Самарин, Шевцов, Покатило, возмущенные этой неожиданной выходкой, наперебой заспорили с Ефимовым. Тот вскочил и уткнул одну руку в бедро, другую – в кобуру пистолета. Губы его затряслись, голос дрожал:
– Некоторые товарищи никак не могут забыть, что я… что на меня силой надели немецкий мундир, готовы даже записать меня в агенты мирового империализма и очень охотно забывают о том, как сами в недалеком прошлом христосиков малевали. Мне «хозяин» верит – он не считает, что я, видите ли, нанес непоправимый вред мировой революции, а вы сами…
Он метнул многозначительный взгляд в сторону Верочки. Богомаз широко, по-мальчишески, улыбнулся. В глазах его блеснул задорный огонек.

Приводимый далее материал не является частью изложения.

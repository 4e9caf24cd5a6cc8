use soroban_sdk::{testutils::Address as _, Address, Env, String};

use super::{mint, setup};
use crate::{CondoTreasuryContract, CondoTreasuryContractClient, TreasuryError};

// --- Initialization ---

#[test]
fn test_initialize_sets_owner_and_token() {
    let s = setup(0);

    let config = s.client.get_config();
    assert_eq!(config.owner, s.owner);
    assert_eq!(config.token, s.token);
    assert_eq!(s.client.get_owner(), s.owner);
    assert_eq!(s.client.get_balance(), 0);
}

#[test]
fn test_initialize_twice_fails() {
    let s = setup(0);

    let result = s.client.try_initialize(&s.owner, &s.token, &0);
    assert_eq!(result, Err(Ok(TreasuryError::AlreadyInitialized)));
}

#[test]
fn test_initialize_negative_funding_fails() {
    let env = Env::default();
    env.mock_all_auths();
    let contract_id = env.register(CondoTreasuryContract, ());
    let client = CondoTreasuryContractClient::new(&env, &contract_id);
    let owner = Address::generate(&env);
    let token = Address::generate(&env);

    let result = client.try_initialize(&owner, &token, &-1);
    assert_eq!(result, Err(Ok(TreasuryError::InvalidAmount)));
    assert_eq!(client.try_get_owner(), Err(Ok(TreasuryError::NotInitialized)));
}

#[test]
fn test_initialize_without_funds_fails() {
    let env = Env::default();
    env.mock_all_auths();
    let token = env
        .register_stellar_asset_contract_v2(Address::generate(&env))
        .address();
    let contract_id = env.register(CondoTreasuryContract, ());
    let client = CondoTreasuryContractClient::new(&env, &contract_id);
    let owner = Address::generate(&env);

    let result = client.try_initialize(&owner, &token, &10);
    assert_eq!(result, Err(Ok(TreasuryError::TransferFailed)));
    assert_eq!(client.try_get_config(), Err(Ok(TreasuryError::NotInitialized)));
}

#[test]
fn test_owner_only_before_initialize_reports_not_initialized() {
    let env = Env::default();
    env.mock_all_auths();
    let contract_id = env.register(CondoTreasuryContract, ());
    let client = CondoTreasuryContractClient::new(&env, &contract_id);
    let caller = Address::generate(&env);

    let result = client.try_add_employee_user(&caller, &caller, &String::from_str(&env, "x"));
    assert_eq!(result, Err(Ok(TreasuryError::NotInitialized)));
}

// --- Payer registry ---

#[test]
fn test_add_payer_user_by_owner() {
    let s = setup(0);
    let payer = Address::generate(&s.env);
    let name = String::from_str(&s.env, "User payer");

    s.client.add_payer_user(&s.owner, &payer, &name);

    let record = s.client.get_payer_user(&payer);
    assert_eq!(record.address, payer);
    assert_eq!(record.name, name);
    assert!(record.authorized);
    assert!(s.client.is_authorized_payer(&payer));
}

#[test]
fn test_add_payer_user_requires_owner_auth() {
    let s = setup(0);
    let payer = Address::generate(&s.env);

    s.client
        .add_payer_user(&s.owner, &payer, &String::from_str(&s.env, "User payer"));

    let auths = s.env.auths();
    assert_eq!(auths.len(), 1);
    assert_eq!(auths[0].0, s.owner);
}

#[test]
fn test_add_payer_user_by_non_owner_fails() {
    let s = setup(0);
    let intruder = Address::generate(&s.env);
    let payer = Address::generate(&s.env);

    let result = s.client.try_add_payer_user(
        &intruder,
        &payer,
        &String::from_str(&s.env, "User payer"),
    );
    assert_eq!(result, Err(Ok(TreasuryError::NotOwner)));
    assert!(!s.client.is_authorized_payer(&payer));
    assert_eq!(
        TreasuryError::NotOwner.message(),
        "Ownable: caller is not the owner"
    );
}

#[test]
fn test_readding_payer_overwrites_record() {
    let s = setup(0);
    let payer = Address::generate(&s.env);

    s.client
        .add_payer_user(&s.owner, &payer, &String::from_str(&s.env, "First"));
    s.client.set_payer_authorized(&s.owner, &payer, &false);
    s.client
        .add_payer_user(&s.owner, &payer, &String::from_str(&s.env, "Second"));

    let record = s.client.get_payer_user(&payer);
    assert_eq!(record.name, String::from_str(&s.env, "Second"));
    assert!(record.authorized);
}

#[test]
fn test_revoked_payer_cannot_deposit() {
    let s = setup(0);
    let payer = Address::generate(&s.env);
    mint(&s.env, &s.token, &payer, 10);

    s.client
        .add_payer_user(&s.owner, &payer, &String::from_str(&s.env, "User payer"));
    s.client.set_payer_authorized(&s.owner, &payer, &false);

    assert!(!s.client.is_authorized_payer(&payer));
    let result = s.client.try_pay_expenses(&payer, &1);
    assert_eq!(result, Err(Ok(TreasuryError::UnauthorizedPayer)));
}

#[test]
fn test_set_payer_authorized_unknown_payer_fails() {
    let s = setup(0);
    let stranger = Address::generate(&s.env);

    let result = s.client.try_set_payer_authorized(&s.owner, &stranger, &true);
    assert_eq!(result, Err(Ok(TreasuryError::PayerNotFound)));
    assert_eq!(
        s.client.try_get_payer_user(&stranger),
        Err(Ok(TreasuryError::PayerNotFound))
    );
}

#[test]
fn test_set_payer_authorized_by_non_owner_fails() {
    let s = setup(0);
    let payer = Address::generate(&s.env);
    s.client
        .add_payer_user(&s.owner, &payer, &String::from_str(&s.env, "User payer"));

    let result = s.client.try_set_payer_authorized(&payer, &payer, &false);
    assert_eq!(result, Err(Ok(TreasuryError::NotOwner)));
    assert!(s.client.is_authorized_payer(&payer));
}

// --- Employee and service registries ---

#[test]
fn test_add_employee_user_assigns_sequential_indices() {
    let s = setup(0);
    let first = Address::generate(&s.env);
    let second = Address::generate(&s.env);

    let i0 = s
        .client
        .add_employee_user(&s.owner, &first, &String::from_str(&s.env, "Portero"));
    let i1 = s
        .client
        .add_employee_user(&s.owner, &second, &String::from_str(&s.env, "Limpieza"));

    assert_eq!(i0, 0);
    assert_eq!(i1, 1);
    assert_eq!(s.client.employee_count(), 2);

    let record = s.client.get_employee(&0);
    assert_eq!(record.index, 0);
    assert_eq!(record.address, first);
    assert_eq!(s.client.get_employee(&1).address, second);
}

#[test]
fn test_add_employee_user_by_non_owner_fails() {
    let s = setup(0);
    let intruder = Address::generate(&s.env);

    let result = s.client.try_add_employee_user(
        &intruder,
        &intruder,
        &String::from_str(&s.env, "Portero"),
    );
    assert_eq!(result, Err(Ok(TreasuryError::NotOwner)));
    assert_eq!(s.client.employee_count(), 0);
}

#[test]
fn test_get_employee_out_of_range_fails() {
    let s = setup(0);
    assert_eq!(
        s.client.try_get_employee(&0),
        Err(Ok(TreasuryError::EmployeeNotFound))
    );
}

#[test]
fn test_add_service_and_get_service() {
    let s = setup(0);
    let provider = Address::generate(&s.env);
    let name = String::from_str(&s.env, "Ascensores");

    let index = s.client.add_service(&s.owner, &provider, &name);

    assert_eq!(index, 0);
    assert_eq!(s.client.service_count(), 1);
    let record = s.client.get_service(&0);
    assert_eq!(record.index, 0);
    assert_eq!(record.address, provider);
    assert_eq!(record.name, name);
}

#[test]
fn test_get_service_out_of_range_fails() {
    let s = setup(0);
    let provider = Address::generate(&s.env);
    s.client
        .add_service(&s.owner, &provider, &String::from_str(&s.env, "Gas"));

    assert_eq!(
        s.client.try_get_service(&1),
        Err(Ok(TreasuryError::ServiceNotFound))
    );
}

#[test]
fn test_add_service_by_non_owner_fails() {
    let s = setup(0);
    let intruder = Address::generate(&s.env);

    let result =
        s.client
            .try_add_service(&intruder, &intruder, &String::from_str(&s.env, "Gas"));
    assert_eq!(result, Err(Ok(TreasuryError::NotOwner)));
    assert_eq!(s.client.service_count(), 0);
}

#[test]
fn test_indices_survive_later_insertions() {
    let s = setup(0);
    let addresses: [Address; 3] = [
        Address::generate(&s.env),
        Address::generate(&s.env),
        Address::generate(&s.env),
    ];

    for address in addresses.iter() {
        s.client
            .add_service(&s.owner, address, &String::from_str(&s.env, "svc"));
        s.client
            .add_employee_user(&s.owner, address, &String::from_str(&s.env, "emp"));
    }

    for (i, address) in addresses.iter().enumerate() {
        assert_eq!(s.client.get_service(&(i as u32)).address, *address);
        assert_eq!(s.client.get_employee(&(i as u32)).address, *address);
    }
}

// --- Ownership ---

#[test]
fn test_transfer_ownership_moves_owner_rights() {
    let s = setup(0);
    let new_owner = Address::generate(&s.env);
    let employee = Address::generate(&s.env);

    s.client.transfer_ownership(&s.owner, &new_owner);
    assert_eq!(s.client.get_owner(), new_owner);

    let result = s.client.try_add_employee_user(
        &s.owner,
        &employee,
        &String::from_str(&s.env, "Portero"),
    );
    assert_eq!(result, Err(Ok(TreasuryError::NotOwner)));

    let index = s
        .client
        .add_employee_user(&new_owner, &employee, &String::from_str(&s.env, "Portero"));
    assert_eq!(index, 0);
}

#[test]
fn test_transfer_ownership_by_non_owner_fails() {
    let s = setup(0);
    let intruder = Address::generate(&s.env);

    let result = s.client.try_transfer_ownership(&intruder, &intruder);
    assert_eq!(result, Err(Ok(TreasuryError::NotOwner)));
    assert_eq!(s.client.get_owner(), s.owner);
}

– Ты сам, Ефимов, по-видимому, лучше этих некоторых помнишь свою службу у немцев. Впрочем, не скрою, я тоже всегда почему-то думаю об этой твоей службе, когда вижу, как ты вьюном вертишься вокруг штабного шалаша и юлишь вокруг Самсонова – вокруг своего нового «хозяина». А оправдывать опасное самоуправство ссылкой на принцип единоначалия просто глупо… Любое толковое решение мы поддержим, но единоначалия левой ноги не потерплю!..
Ефимов хотел что-то сказать, но махнул рукой и быстро зашагал от костра, пропал во тьме, затопившей Городище.
– И чего в пузырь полез? – удивился Евсеенко. – Психованный какой-то.
– Да и вы, боюсь, погорячились, – сказал я запальчиво Богомазу. – Ефимов вовсе не плохой человек. Он много пережил, не везло ему…
– Много ты понимаешь! – перебил готовый к ссоре Покатило.
– Тебе, Витя, и всем нашим комсомольцам, – мягко вставил Богомаз, вертя самокрутку, – надо во всем разобраться… Здесь у нас – я уже это говорил – скоростная закалка. Но закаляться – не значит ожесточаться. Нельзя забывать, мы воюем за человека и никому не позволим – ни врагам, ни зарвавшимся друзьям – заставить нас забыть о человечности…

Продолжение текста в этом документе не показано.